I think that WFs are a very good concept, but the emphasis should be on the modeling, on the reporting, and on the operational part (in that order). The number of constructs that the implementation recognise isn't that important : it could support a much smaller instruction set, but doing it in a user-friendly way.
- The modeling is the most important part of the equation.
It's always über-fustrating that we have to attend to meetings, capturing the informations on how to model the business rules, tranlate it into something that the systems understand, and to try to explain it to the users. The most important part of the modeling is that the model is accurate enough. Modeling is usually the difficult part of the job. I don't advocate that the business users should be able to model it themselves : it's usually a recipe for a disaster since they mostly don't have the mind for this. But the opposite is also true : the user has to understand easily what is modeled. Modeling a workflow is like writing a book : it takes a different skillset to write it and to read it to be able to spot inaccuracies. Since users aren't very good at decyphering computer languages, having a good bijection between the modelling and a random-human-readable form is very important. That enables the fact that you users don't have to model their business through you, but with you.
- Reporting is the second most important part
The debugging part is also very important. Since everyone makes mistakes,
it's very important to be able to spot them. So we have to see what happened to
a particular order. Usually that's the most difficult part of the system, but
with workflow, it's quite easy to log everything that happened, and be able to
show it later, even to show a snapshot of the current state and history of a
particular workcase.
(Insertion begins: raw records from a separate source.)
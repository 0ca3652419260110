//! Reusable formatting utilities for CLI output

use chrono::{DateTime, Local};

/// Format bytes as human-readable size
pub fn format_size(bytes: usize) -> String {
    const KB: usize = 1024;
    const MB: usize = KB * 1024;
    const GB: usize = MB * 1024;

    if bytes >= GB {
        format!("{:.2} GB", bytes as f64 / GB as f64)
    } else if bytes >= MB {
        format!("{:.2} MB", bytes as f64 / MB as f64)
    } else if bytes >= KB {
        format!("{:.2} KB", bytes as f64 / KB as f64)
    } else {
        format!("{} bytes", bytes)
    }
}

/// Format unix seconds as local `YYYY-MM-DD HH:MM`, "never" for zero.
pub fn format_unix_local(secs: i64) -> String {
    if secs <= 0 {
        return "never".to_string();
    }
    DateTime::from_timestamp(secs, 0)
        .map(|d| d.with_timezone(&Local).format("%Y-%m-%d %H:%M").to_string())
        .unwrap_or_else(|| "unknown".to_string())
}

#[cfg(test)]
mod tests {
    use super::*;

    #[test]
    fn test_format_size() {
        assert_eq!(format_size(512), "512 bytes");
        assert_eq!(format_size(2048), "2.00 KB");
        assert_eq!(format_size(3 * 1024 * 1024), "3.00 MB");
    }

    #[test]
    fn test_format_unix_local_never() {
        assert_eq!(format_unix_local(0), "never");
    }

    #[test]
    fn test_format_unix_local_shape() {
        let formatted = format_unix_local(1_717_200_000);
        assert_eq!(formatted.len(), "2024-06-01 00:00".len());
    }
}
If you also manage to show it with a graphical form that
is the same than the modeling one, you'll have bug reports that would be much
more accurate. The users will be able to tell you : This workcase has gone
through here and there, but since it's the special case A, it should have gone
here instead.
and then bugfixing would be usually like a piece of cake.
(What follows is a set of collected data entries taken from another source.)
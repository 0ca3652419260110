//! Rate-limit admission command
//!
//! Resolves the caller's request context and counts one request against the
//! windowed limiter. The exit status tells a front end whether to serve it.

use serde::Serialize;

use crate::cli::args::{GlobalOptions, OutputFormat};
use crate::clock;
use crate::config::Config;
use crate::context::{RequestContext, RequestParams};
use crate::error::Result;
use crate::limiter::{RateDecision, WindowLimiter};
use crate::output;

/// Admission result as printed
#[derive(Debug, Serialize)]
struct Admission<'a> {
    client: &'a str,
    admin: bool,
    #[serde(flatten)]
    decision: RateDecision,
}

/// Caller details for one admission check
#[derive(Debug, Clone)]
pub struct AdmitRequest<'a> {
    pub group: &'a str,
    pub remote_addr: &'a str,
    pub forwarded_for: Option<&'a str>,
    pub admin_token: Option<&'a str>,
}

/// Run the check and return whether the request is allowed.
pub fn run(opts: &GlobalOptions, request: &AdmitRequest<'_>) -> Result<bool> {
    let config = Config::load_at(opts.config_ref())?;
    let ctx = RequestContext::resolve(
        &config,
        request.remote_addr,
        request.forwarded_for,
        request.admin_token,
        RequestParams::new(),
    );

    let limiter = WindowLimiter::from_settings(
        config.rate_limit_dir(),
        &config.rate_limit,
        clock::system(),
    );
    let decision = limiter.allow(request.group, &ctx.client_ip);

    if !decision.allowed {
        log::info!(
            "Rate limited {} in '{}', retry after {}s",
            ctx.client_ip,
            request.group,
            decision.retry_after
        );
    }

    match opts.format {
        OutputFormat::Json => output::print_json(&Admission {
            client: &ctx.client_ip,
            admin: ctx.admin,
            decision,
        })?,
        OutputFormat::Table => {
            let verdict = if decision.allowed { "allowed" } else { "limited" };
            println!(
                "{} {}: {}/{} remaining, retry after {}s{}",
                ctx.client_ip,
                verdict,
                decision.remaining,
                decision.limit,
                decision.retry_after,
                if ctx.admin { " (admin)" } else { "" }
            );
        }
    }

    Ok(decision.allowed)
}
- Operating the workflow is also important.
You don't use the workflow for a living. you design them. But that's not a reason to make the life of operators miserable :-). And then they should have a nice list of tasks to be done. Tasks forms should be standardized, and it should be possible to have a wizard-like approach so they don't need to fill submit, reopen the case on another task, fill and resubmit anbd so one. The current workcase could be left opened, with the forms "advancing" without need to reselect them again. And as Alan Kay said : "Simple things should be simple, complex things should be possible. ", once all those 3 priorities are done, it's very easy to divide task that's isn't defined in the core workflow to an external "plugin", such as "signaling an other application to do something, via a webservice for example".
So, that laid the initial approach to PWKF, which was at first named "Perl Workflow" since I was planning to do it in Perl & wxWidgets. I migrated to Java since i wasn't that fluent in Perl anymore since I mostly use Java now at work and therefore rename PWKF in "Personal Workflow", in the way PHP is for 'Personal Home Page'.